Nein, es ist keine Schande, wenn Commerzbank,
HSH Nordbank, WestLB & Co. jetzt implizit eingestehen müssen, dass 
sie Hilfe vom Staat benötigen, um die globale Finanzkrise zu 
überleben. So wenig, wie es eine Schande ist, dass die Deutsche Bank 
glaubt und sogar stolz darauf ist, ohne Staatsknete über die Runden 
zu kommen: Konzernchef Josef Ackermann lehnt es allen 
Überredungsversuchen zum Trotz ab, sich die Hilfe ohne Not aufdrängen
zu lassen - und hat damit der Politik von links bis rechts wieder mal
eine willkommene Gelegenheit geboten, ihr Mütchen an der Nummer 1 des
Kreditgewerbes zu kühlen. Anscheinend wird heutzutage 
parteiübergreifend erwartet, dass Manager, die ihr Unternehmen 
halbwegs erfolgreich führen, dafür in Sack und Asche gehen und 
freiwillig der Solidargemeinschaft der Bedürftigen beitreten.
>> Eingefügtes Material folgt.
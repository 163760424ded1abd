//! I/O boundary traits for testability
//!
//! Services read proof files and write node graphs only through these traits,
//! so the conversion logic can be exercised without touching real files.

use std::io;
use std::path::Path;

/// Filesystem abstraction for testability.
pub trait FileSystem: Send + Sync {
    /// Read file contents to string.
    fn read_to_string(&self, path: &Path) -> io::Result<String>;

    /// Write string content to file.
    fn write(&self, path: &Path, content: &str) -> io::Result<()>;

    /// Check if path exists.
    fn exists(&self, path: &Path) -> bool;

    /// Check if path is a file.
    fn is_file(&self, path: &Path) -> bool;

    /// Rename/move a file.
    fn rename(&self, from: &Path, to: &Path) -> io::Result<()>;

    /// Remove a file.
    fn remove_file(&self, path: &Path) -> io::Result<()>;

    /// Write via a sibling temp file and rename, so readers never see a partial file.
    fn write_atomic(&self, path: &Path, content: &str) -> io::Result<()> {
        let file_name = path.file_name().ok_or_else(|| {
            io::Error::new(
                io::ErrorKind::InvalidInput,
                format!("not a file path: {}", path.display()),
            )
        })?;
        let mut tmp_name = std::ffi::OsString::from(".");
        tmp_name.push(file_name);
        tmp_name.push(".tmp");
        let tmp = path.with_file_name(tmp_name);

        self.write(&tmp, content)?;
        if let Err(e) = self.rename(&tmp, path) {
            self.remove_file(&tmp).ok();
            return Err(e);
        }
        Ok(())
    }
}

// ============================================================
// REAL IMPLEMENTATIONS
// ============================================================

/// Real filesystem implementation.
#[derive(Debug, Default)]
pub struct RealFileSystem;

impl FileSystem for RealFileSystem {
    fn read_to_string(&self, path: &Path) -> io::Result<String> {
        std::fs::read_to_string(path)
    }

    fn write(&self, path: &Path, content: &str) -> io::Result<()> {
        std::fs::write(path, content)
    }

    fn exists(&self, path: &Path) -> bool {
        path.exists()
    }

    fn is_file(&self, path: &Path) -> bool {
        path.is_file()
    }

    fn rename(&self, from: &Path, to: &Path) -> io::Result<()> {
        std::fs::rename(from, to)
    }

    fn remove_file(&self, path: &Path) -> io::Result<()> {
        std::fs::remove_file(path)
    }
}

#[cfg(test)]
mod tests {
    use super::*;
    use tempfile::TempDir;

    #[test]
    fn test_write_atomic_leaves_no_temp_file() {
        let temp = TempDir::new().unwrap();
        let target = temp.path().join("proof.yew");

        RealFileSystem.write_atomic(&target, "[]").unwrap();

        assert_eq!(std::fs::read_to_string(&target).unwrap(), "[]");
        assert!(!temp.path().join(".proof.yew.tmp").exists());
    }
}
Einige Wertberichtigungen sind vonnöten: nicht nur an den 
Vermögenswerten der unter Kuratel des Finanzmarktstabilisierungsfonds
(Soffin) flüchtenden Institute, sondern auch an Diktion und Auftreten
mancher Akteure. Es erscheint doch arg euphemistisch, wenn etwa die 
Commerzbank als ersten Grund für die Nutzung der staatlichen Hilfen 
angibt, dadurch werde "Chancengleichheit mit internationalen 
Wettbewerbern" hergestellt, oder wenn die HSH Nordbank an vorderster 
Stelle darauf verweist, dass mit dem beantragten Garantierahmen von 
bis zu 30 Mrd. Euro (in Worten: dreißig Milliarden!) die 
Kreditversorgung der Wirtschaft gesichert würde. Alles nur der 
reinste Altruismus? Es wirkte glaubwürdiger, gäbe zur Abwechslung mal
eine Bank schlicht und ergreifend zu, dass es ihr aufgrund früherer 
Fehlentscheidungen miserabel geht und sie aus eigener Kraft nicht auf
die Beine kommt.
Nicht nur das Publikum muss sich ja daran gewöhnen, dass heute 
Dinge passieren, die noch gestern außerhalb des Vorstellungsvermögens
lagen. Das darf man in gewissen Grenzen auch Bankern zugestehen. Aber
etwas mehr Demut und Selbstkritik sollten dann auch erwartet werden 
können, will die Finanzgemeinde nicht riskieren, dass sich das an den
Stammtischen verbreitete Vorurteil vom "hohen Ross" in der 
Bevölkerung verfestigt. Noch im Februar dieses Jahres hatte 
beispielsweise Klaus-Peter Müller, damals Vorstandssprecher, seit Mai
Aufsichtsratsvorsitzender der Commerzbank, eine teure 
Kapitalzuführung durch asiatische oder nahöstliche Staatsfonds für 
sein Haus "verbindlich" ausgeschlossen. Wenn überhaupt, kämen 
Eigenmittelaufstockungen nur als normale Investments in Frage, nicht 
aber in Form von "Maria-Hilf-Aktionen". Und nun, Herr Müller? Man 
könnte vielen Bankern ähnliche, die Realität verdrängende Äußerungen 
aus jüngerer Vergangenheit vorhalten.
Die Realität verdrängt hat nicht nur die Commerzbank, sondern der 
überwiegende Teil der Branche auf fatale Weise zuletzt vor allem 
insofern, als der Kollaps einer Bank der Dimension und Verflechtung 
von Lehman Brothers schlechthin für undenkbar gehalten wurde - 
Commerzbank-Chef Martin Blessing gestand diese Fehleinschätzung am 
Montag freimütig ein. Die Frage drängt sich auf, wie es - auch mit 
Blick auf das deutlich übertriebene Island-Exposure deutscher Banken 
- zu einem solchen kollektiven Blackout der kaufmännischen Vorsicht 
kommen konnte.
Was die konkreten Modalitäten der Hilfe angeht, hat die 
Commerzbank, die als erste deutsche Bank überhaupt unter dem 
öffentlichen Rettungsschirm eine Rekapitalisierung erhält, für sich 
und - trotz der Kosten der Stützung und des (mindestens) zweijährigen
Dividendenausfalls - auch für die Aktionäre verkraftbar erscheinende 
Bedingungen herausgeholt. Ob der deutsche Staatsfonds hier einen 
First-Mover-Bonus gewährt hat? Die ganze Aktion läuft, zumal gemessen
an ausländischen Exempeln, sehr smart ab. Die Zufuhr von 8,2 Mrd. 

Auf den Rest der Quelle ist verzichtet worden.